Task to carry out.
Please state how many lines in the records below contain the word "layers"; the answer should be a number and nothing else.

(Extracted data entries)
# # # # # # #
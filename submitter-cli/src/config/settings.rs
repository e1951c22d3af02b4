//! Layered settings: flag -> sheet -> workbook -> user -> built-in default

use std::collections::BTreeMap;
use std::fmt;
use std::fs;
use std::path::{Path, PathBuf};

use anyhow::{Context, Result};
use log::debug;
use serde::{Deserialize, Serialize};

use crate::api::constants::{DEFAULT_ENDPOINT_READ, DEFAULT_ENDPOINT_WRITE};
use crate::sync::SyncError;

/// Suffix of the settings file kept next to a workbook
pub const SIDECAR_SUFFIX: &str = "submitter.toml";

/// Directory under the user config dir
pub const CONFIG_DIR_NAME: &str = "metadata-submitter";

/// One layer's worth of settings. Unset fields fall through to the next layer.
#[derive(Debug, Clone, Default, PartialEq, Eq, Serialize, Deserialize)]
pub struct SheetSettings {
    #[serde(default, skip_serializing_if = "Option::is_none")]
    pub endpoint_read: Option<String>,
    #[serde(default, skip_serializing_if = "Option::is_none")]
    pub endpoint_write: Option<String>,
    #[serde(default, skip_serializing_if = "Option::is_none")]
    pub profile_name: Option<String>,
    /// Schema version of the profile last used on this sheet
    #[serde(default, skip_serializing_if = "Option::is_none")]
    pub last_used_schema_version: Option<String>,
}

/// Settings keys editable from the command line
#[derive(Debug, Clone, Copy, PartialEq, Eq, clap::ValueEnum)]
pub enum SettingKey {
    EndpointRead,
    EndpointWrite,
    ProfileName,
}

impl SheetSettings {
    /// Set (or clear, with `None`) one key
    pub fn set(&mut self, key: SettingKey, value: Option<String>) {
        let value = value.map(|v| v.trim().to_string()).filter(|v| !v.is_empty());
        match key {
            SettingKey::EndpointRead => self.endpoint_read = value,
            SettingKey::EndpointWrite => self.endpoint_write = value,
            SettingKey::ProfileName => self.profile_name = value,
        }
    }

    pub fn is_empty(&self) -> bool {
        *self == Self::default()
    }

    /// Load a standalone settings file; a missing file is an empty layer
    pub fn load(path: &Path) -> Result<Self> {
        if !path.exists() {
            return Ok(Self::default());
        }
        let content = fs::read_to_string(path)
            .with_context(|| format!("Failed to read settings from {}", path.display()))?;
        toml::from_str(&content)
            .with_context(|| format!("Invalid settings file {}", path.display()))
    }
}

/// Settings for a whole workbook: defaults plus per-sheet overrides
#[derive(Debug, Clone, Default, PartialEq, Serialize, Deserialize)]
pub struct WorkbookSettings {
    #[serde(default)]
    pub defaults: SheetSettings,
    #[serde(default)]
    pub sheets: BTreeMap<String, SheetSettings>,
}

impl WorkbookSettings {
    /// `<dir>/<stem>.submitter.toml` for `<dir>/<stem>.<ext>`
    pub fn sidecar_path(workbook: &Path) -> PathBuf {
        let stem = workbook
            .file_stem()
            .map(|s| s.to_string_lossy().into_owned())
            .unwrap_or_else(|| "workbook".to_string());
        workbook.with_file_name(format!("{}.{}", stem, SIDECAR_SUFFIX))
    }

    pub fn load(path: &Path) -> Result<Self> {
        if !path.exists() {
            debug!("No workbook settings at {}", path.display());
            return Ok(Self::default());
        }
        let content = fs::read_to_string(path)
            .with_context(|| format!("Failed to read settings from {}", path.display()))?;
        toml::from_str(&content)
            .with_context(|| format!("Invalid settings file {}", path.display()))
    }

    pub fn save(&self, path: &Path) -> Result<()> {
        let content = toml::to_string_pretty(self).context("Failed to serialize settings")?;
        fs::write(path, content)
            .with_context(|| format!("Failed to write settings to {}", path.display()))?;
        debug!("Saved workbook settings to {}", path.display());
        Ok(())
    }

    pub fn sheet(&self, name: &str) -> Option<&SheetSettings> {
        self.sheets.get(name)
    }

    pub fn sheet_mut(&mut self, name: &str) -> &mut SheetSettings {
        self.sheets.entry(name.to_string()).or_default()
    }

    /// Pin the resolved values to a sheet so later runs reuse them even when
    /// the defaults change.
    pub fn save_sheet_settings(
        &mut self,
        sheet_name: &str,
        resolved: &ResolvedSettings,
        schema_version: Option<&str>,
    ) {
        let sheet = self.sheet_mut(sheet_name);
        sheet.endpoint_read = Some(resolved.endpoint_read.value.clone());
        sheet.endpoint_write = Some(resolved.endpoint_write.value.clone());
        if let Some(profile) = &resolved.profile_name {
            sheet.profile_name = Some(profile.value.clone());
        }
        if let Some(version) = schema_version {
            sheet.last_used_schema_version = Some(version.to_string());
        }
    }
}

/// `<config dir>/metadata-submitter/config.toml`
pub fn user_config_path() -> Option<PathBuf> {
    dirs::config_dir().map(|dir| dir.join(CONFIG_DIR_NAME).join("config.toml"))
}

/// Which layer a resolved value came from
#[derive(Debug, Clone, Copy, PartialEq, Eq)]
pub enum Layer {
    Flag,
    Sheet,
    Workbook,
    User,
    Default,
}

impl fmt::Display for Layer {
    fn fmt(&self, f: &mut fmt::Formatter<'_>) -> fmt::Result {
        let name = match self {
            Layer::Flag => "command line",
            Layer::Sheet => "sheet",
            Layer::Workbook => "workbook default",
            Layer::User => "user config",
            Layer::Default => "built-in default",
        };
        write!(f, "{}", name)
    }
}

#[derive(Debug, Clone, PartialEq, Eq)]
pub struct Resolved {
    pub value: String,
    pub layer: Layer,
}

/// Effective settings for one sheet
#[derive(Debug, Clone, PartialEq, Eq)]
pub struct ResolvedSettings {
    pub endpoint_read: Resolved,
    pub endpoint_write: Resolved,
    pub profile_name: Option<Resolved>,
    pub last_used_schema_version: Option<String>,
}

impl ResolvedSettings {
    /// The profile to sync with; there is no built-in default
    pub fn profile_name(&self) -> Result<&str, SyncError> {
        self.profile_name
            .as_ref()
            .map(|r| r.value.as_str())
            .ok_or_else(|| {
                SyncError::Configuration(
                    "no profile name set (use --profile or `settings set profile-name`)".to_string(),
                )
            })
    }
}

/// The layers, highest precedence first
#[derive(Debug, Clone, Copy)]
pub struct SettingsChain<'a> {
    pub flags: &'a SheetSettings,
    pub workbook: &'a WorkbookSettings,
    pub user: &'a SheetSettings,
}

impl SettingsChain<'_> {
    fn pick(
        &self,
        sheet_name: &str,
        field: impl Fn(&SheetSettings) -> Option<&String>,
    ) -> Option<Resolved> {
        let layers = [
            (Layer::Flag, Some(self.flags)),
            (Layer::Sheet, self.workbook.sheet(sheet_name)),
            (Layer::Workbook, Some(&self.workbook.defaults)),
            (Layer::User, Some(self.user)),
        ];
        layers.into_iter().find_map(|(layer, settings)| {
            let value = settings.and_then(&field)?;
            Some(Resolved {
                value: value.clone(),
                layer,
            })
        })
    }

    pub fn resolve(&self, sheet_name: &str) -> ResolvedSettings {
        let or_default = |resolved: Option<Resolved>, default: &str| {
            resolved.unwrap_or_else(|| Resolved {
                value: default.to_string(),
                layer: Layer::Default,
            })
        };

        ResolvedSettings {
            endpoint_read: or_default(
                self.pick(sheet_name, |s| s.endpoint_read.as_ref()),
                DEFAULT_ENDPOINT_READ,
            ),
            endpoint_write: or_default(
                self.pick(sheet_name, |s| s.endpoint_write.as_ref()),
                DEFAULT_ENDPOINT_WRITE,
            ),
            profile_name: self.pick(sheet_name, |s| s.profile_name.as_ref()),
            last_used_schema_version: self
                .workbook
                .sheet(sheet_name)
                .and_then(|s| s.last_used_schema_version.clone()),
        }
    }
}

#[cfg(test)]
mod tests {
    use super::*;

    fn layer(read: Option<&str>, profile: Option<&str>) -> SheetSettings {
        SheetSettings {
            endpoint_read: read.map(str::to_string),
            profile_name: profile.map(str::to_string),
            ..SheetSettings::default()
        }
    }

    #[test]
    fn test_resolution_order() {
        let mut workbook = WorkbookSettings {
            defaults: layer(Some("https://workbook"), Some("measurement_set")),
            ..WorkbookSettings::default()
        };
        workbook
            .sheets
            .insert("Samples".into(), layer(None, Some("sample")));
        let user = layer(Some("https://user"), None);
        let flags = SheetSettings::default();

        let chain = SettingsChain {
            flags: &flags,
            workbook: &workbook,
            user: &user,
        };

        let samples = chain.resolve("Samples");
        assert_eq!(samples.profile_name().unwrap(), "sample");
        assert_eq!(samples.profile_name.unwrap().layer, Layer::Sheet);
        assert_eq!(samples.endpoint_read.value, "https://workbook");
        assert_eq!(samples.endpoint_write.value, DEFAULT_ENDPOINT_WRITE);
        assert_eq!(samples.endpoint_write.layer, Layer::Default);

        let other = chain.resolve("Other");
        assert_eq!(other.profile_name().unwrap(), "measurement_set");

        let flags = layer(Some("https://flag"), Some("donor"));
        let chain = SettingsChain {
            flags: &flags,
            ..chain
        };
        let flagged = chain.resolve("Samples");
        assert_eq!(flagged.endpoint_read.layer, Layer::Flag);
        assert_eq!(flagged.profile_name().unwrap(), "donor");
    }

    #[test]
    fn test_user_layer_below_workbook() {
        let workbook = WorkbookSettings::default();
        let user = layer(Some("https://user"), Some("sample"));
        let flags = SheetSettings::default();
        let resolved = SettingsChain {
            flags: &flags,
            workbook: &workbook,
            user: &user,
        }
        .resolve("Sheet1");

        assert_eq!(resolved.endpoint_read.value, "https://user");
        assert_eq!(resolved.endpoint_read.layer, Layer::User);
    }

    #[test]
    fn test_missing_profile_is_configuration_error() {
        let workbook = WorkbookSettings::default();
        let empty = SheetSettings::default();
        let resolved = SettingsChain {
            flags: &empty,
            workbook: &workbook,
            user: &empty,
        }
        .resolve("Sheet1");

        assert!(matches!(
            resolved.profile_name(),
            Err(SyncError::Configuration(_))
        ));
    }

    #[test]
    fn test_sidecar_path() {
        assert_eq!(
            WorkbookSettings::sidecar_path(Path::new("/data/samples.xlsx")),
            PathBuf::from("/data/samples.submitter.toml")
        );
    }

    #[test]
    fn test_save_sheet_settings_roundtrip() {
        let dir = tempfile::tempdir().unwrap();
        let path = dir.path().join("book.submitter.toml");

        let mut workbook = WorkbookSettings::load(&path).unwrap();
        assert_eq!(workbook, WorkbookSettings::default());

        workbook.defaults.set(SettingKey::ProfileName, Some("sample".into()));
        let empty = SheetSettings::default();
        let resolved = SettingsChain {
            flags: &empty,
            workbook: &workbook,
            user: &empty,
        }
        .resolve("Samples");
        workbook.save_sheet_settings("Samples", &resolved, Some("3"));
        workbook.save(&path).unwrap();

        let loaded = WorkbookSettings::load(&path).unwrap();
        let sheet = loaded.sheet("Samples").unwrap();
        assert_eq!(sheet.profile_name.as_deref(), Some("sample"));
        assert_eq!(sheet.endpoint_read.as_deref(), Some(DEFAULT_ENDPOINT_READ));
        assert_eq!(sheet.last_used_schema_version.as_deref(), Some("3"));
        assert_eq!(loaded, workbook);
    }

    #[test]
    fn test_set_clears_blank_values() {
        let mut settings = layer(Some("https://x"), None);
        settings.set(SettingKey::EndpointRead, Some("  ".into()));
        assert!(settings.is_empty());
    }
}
# # # # # # #
Result of this task.
3